Os argumentos mais frequentes a favor dos transportes colectivos são pouco persuasivos: o trânsito, o estacionamento, as reservas de combustível e sobretudo o futuro da humanidade não interessam a quase ninguém. Parece difícil acreditar que sabendo do facto ainda haja quem use esses argumentos. A explicação é talvez a de que quem os usa não usa suficientemente os transportes colectivos; porque para usar um argumento a favor dos transportes colectivos é preciso chegar a horas ao local onde o argumento pode ser usado; e a melhor maneira de chegar a horas não é de transportes colectivos.
Parece por outro lado que a maior parte das pessoas que usam os transportes colectivos o fazem porque por alguma razão não os podem usar individuais.
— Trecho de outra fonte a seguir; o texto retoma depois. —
//! Interactive prompts

use std::io;

use dialoguer::theme::ColorfulTheme;
use dialoguer::{Confirm, Input, Password, Select};
use is_terminal::IsTerminal;

use crate::errors::CliError;

/// Input validator; `Err` carries the message shown to the user
pub type Validator<'a> = &'a (dyn Fn(&str) -> Result<(), String> + Sync);

/// Questions the deploy flow may ask. Declining an answer (Esc, Ctrl-C)
/// surfaces as [`CliError::canceled`].
pub trait Prompt: Send + Sync {
    fn confirm(&self, message: &str, default: bool) -> Result<bool, CliError>;

    fn input(
        &self,
        message: &str,
        default: Option<&str>,
        validate: Validator<'_>,
    ) -> Result<String, CliError>;

    /// Index of the chosen item
    fn select(&self, message: &str, items: &[String], default: usize) -> Result<usize, CliError>;

    fn secret(&self, message: &str) -> Result<String, CliError>;
}

/// Whether both ends of the terminal are attached
pub fn stdio_is_interactive() -> bool {
    io::stdin().is_terminal() && io::stderr().is_terminal()
}

/// Prompts rendered on stderr with dialoguer
#[derive(Default)]
pub struct DialoguerPrompt {
    theme: ColorfulTheme,
}

impl DialoguerPrompt {
    pub fn new() -> Self {
        Self::default()
    }
}

fn map_prompt_error(err: dialoguer::Error) -> CliError {
    let dialoguer::Error::IO(err) = err;
    if err.kind() == io::ErrorKind::Interrupted {
        CliError::canceled()
    } else {
        CliError::Io(err)
    }
}

impl Prompt for DialoguerPrompt {
    fn confirm(&self, message: &str, default: bool) -> Result<bool, CliError> {
        Confirm::with_theme(&self.theme)
            .with_prompt(message)
            .default(default)
            .interact_opt()
            .map_err(map_prompt_error)?
            .ok_or_else(CliError::canceled)
    }

    fn input(
        &self,
        message: &str,
        default: Option<&str>,
        validate: Validator<'_>,
    ) -> Result<String, CliError> {
        let mut input = Input::<String>::with_theme(&self.theme).with_prompt(message);
        if let Some(default) = default {
            input = input.default(default.to_string());
        }
        input
            .validate_with(|value: &String| validate(value))
            .interact_text()
            .map(|value| value.trim().to_string())
            .map_err(map_prompt_error)
    }

    fn select(&self, message: &str, items: &[String], default: usize) -> Result<usize, CliError> {
        Select::with_theme(&self.theme)
            .with_prompt(message)
            .items(items)
            .default(default)
            .interact_opt()
            .map_err(map_prompt_error)?
            .ok_or_else(CliError::canceled)
    }

    fn secret(&self, message: &str) -> Result<String, CliError> {
        Password::with_theme(&self.theme)
            .with_prompt(message)
            .interact()
            .map(|value| value.trim().to_string())
            .map_err(map_prompt_error)
    }
}
//! File operations

use std::path::{Path, PathBuf};

use serde::{de::DeserializeOwned, Serialize};
use tokio::fs;
use tokio::io::AsyncWriteExt;

use crate::errors::CliError;

/// A file wrapper with path
#[derive(Debug, Clone, PartialEq, Eq)]
pub struct File {
    path: PathBuf,
}

impl File {
    /// Create a new file reference
    pub fn new(path: impl Into<PathBuf>) -> Self {
        Self { path: path.into() }
    }

    /// Get the file path
    pub fn path(&self) -> &Path {
        &self.path
    }

    /// Check if the file exists
    pub async fn exists(&self) -> bool {
        fs::metadata(&self.path).await.is_ok()
    }

    /// Read file contents as string
    pub async fn read_string(&self) -> Result<String, CliError> {
        Ok(fs::read_to_string(&self.path).await?)
    }

    /// Read file as JSON
    pub async fn read_json<T: DeserializeOwned>(&self) -> Result<T, CliError> {
        let contents = self.read_string().await?;
        let value = serde_json::from_str(&contents)?;
        Ok(value)
    }

    /// Write JSON to file
    pub async fn write_json<T: Serialize>(&self, value: &T) -> Result<(), CliError> {
        let mut contents = serde_json::to_string_pretty(value)?;
        contents.push('\n');
        self.write_atomic(contents.as_bytes()).await
    }

    /// Append a line, creating the file if needed
    pub async fn append_line(&self, line: &str) -> Result<(), CliError> {
        if let Some(parent) = self.path.parent() {
            fs::create_dir_all(parent).await?;
        }

        let mut file = fs::OpenOptions::new()
            .create(true)
            .append(true)
            .open(&self.path)
            .await?;
        file.write_all(line.as_bytes()).await?;
        file.write_all(b"\n").await?;
        Ok(())
    }

    /// Set file permissions to owner-read/write only (0o600) on Unix.
    ///
    /// A no-op on non-Unix platforms.
    pub async fn set_permissions_600(&self) -> Result<(), CliError> {
        #[cfg(unix)]
        {
            use std::os::unix::fs::PermissionsExt;
            let meta = fs::metadata(&self.path).await?;
            let mut perms = meta.permissions();
            perms.set_mode(0o600);
            fs::set_permissions(&self.path, perms).await?;
        }
        Ok(())
    }

    /// Atomic write using a temporary file
    pub async fn write_atomic(&self, contents: &[u8]) -> Result<(), CliError> {
        if let Some(parent) = self.path.parent() {
            fs::create_dir_all(parent).await?;
        }

        let temp_path = self.path.with_extension("tmp");

        let mut file = fs::File::create(&temp_path).await?;
        file.write_all(contents).await?;
        file.sync_all().await?;
        drop(file);

        fs::rename(&temp_path, &self.path).await?;
        Ok(())
    }
}
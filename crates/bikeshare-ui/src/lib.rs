//! Console presentation layer for the bikeshare explorer.
//!
//! Prompts, statistics report rendering, and raw-row tables.

pub mod prompt;
pub mod report;
pub mod table_view;

pub use bikeshare_core as core;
Terão razões económicas para não o fazer, e para se deslocar de transatlântico em vez de simplesmente na sua gôndola, ou em aviões alheios por falta de aviões próprios. Mas essas razões económicas não são realmente razões: são constrangimentos; e os constrangimentos podem ser desculpas mas não são justificações, e sobretudo não são justificações para coisas que preferiríamos não ter de fazer.
Deixados às luzes naturais e ao bom senso, as nossas inclinações favorecem por isso a trotinete mais pequena em detrimento do paquete capaz ou do avião de carreira. Numa trotinete, com efeito, dependemos quase só de nós próprios. Só quem nunca se precipitou rua abaixo embalado pelo seu livre-arbítrio é que pode contemplar com expectativa a perspectiva de passar quinze dias a jogar loto com onze mil virgens, ou seis horas seguidas a ver filmes. Mais vale um motor a dois tempos que seja nosso do que a propriedade colectiva dos meios de produção.
Não há porém razões para desespero moral. Com efeito, aos transportes colectivos assistem vantagens em que normalmente não se pensa. As deslocações do ponto A para o ponto B tendem apesar de tudo a verificar-se como tínhamos imaginado; e há benefícios nos contactos humanos que têm poucas probabilidades de voltar a ocorrer (é talvez por essa razão que chamamos ‘passageiros’ aos passageiros). Mas a vantagem maior provém de formas características de interacção entre os transportados durante o transporte colectivo: de interacções que só podem ocorrer em transportes colectivos.
Essas interacções têm o aspecto de cálculos mudos sobre a vida alheia. Não podemos abrir as cabeças aos passageiros; mas imputamos-lhes vidas, pormenores e mistérios. E, não podendo abrir a nossa cabeça, os passageiros entreter-se-ão com probabilidade a fazer-nos o mesmo. Ao contrário dos transportes individuais, onde por falta de passageiros os transportados só conseguem fazer cálculos sobre si próprios, os transportes colectivos são na realidade uma feira de cognição extraordinária. Ao darem azo a considerar outras pessoas passageiramente, estimulam-nos na ideia correcta de que é possível reconstruir vidas alheias em muito pouco tempo; o que, mesmo com inconvenientes, é uma vantagem.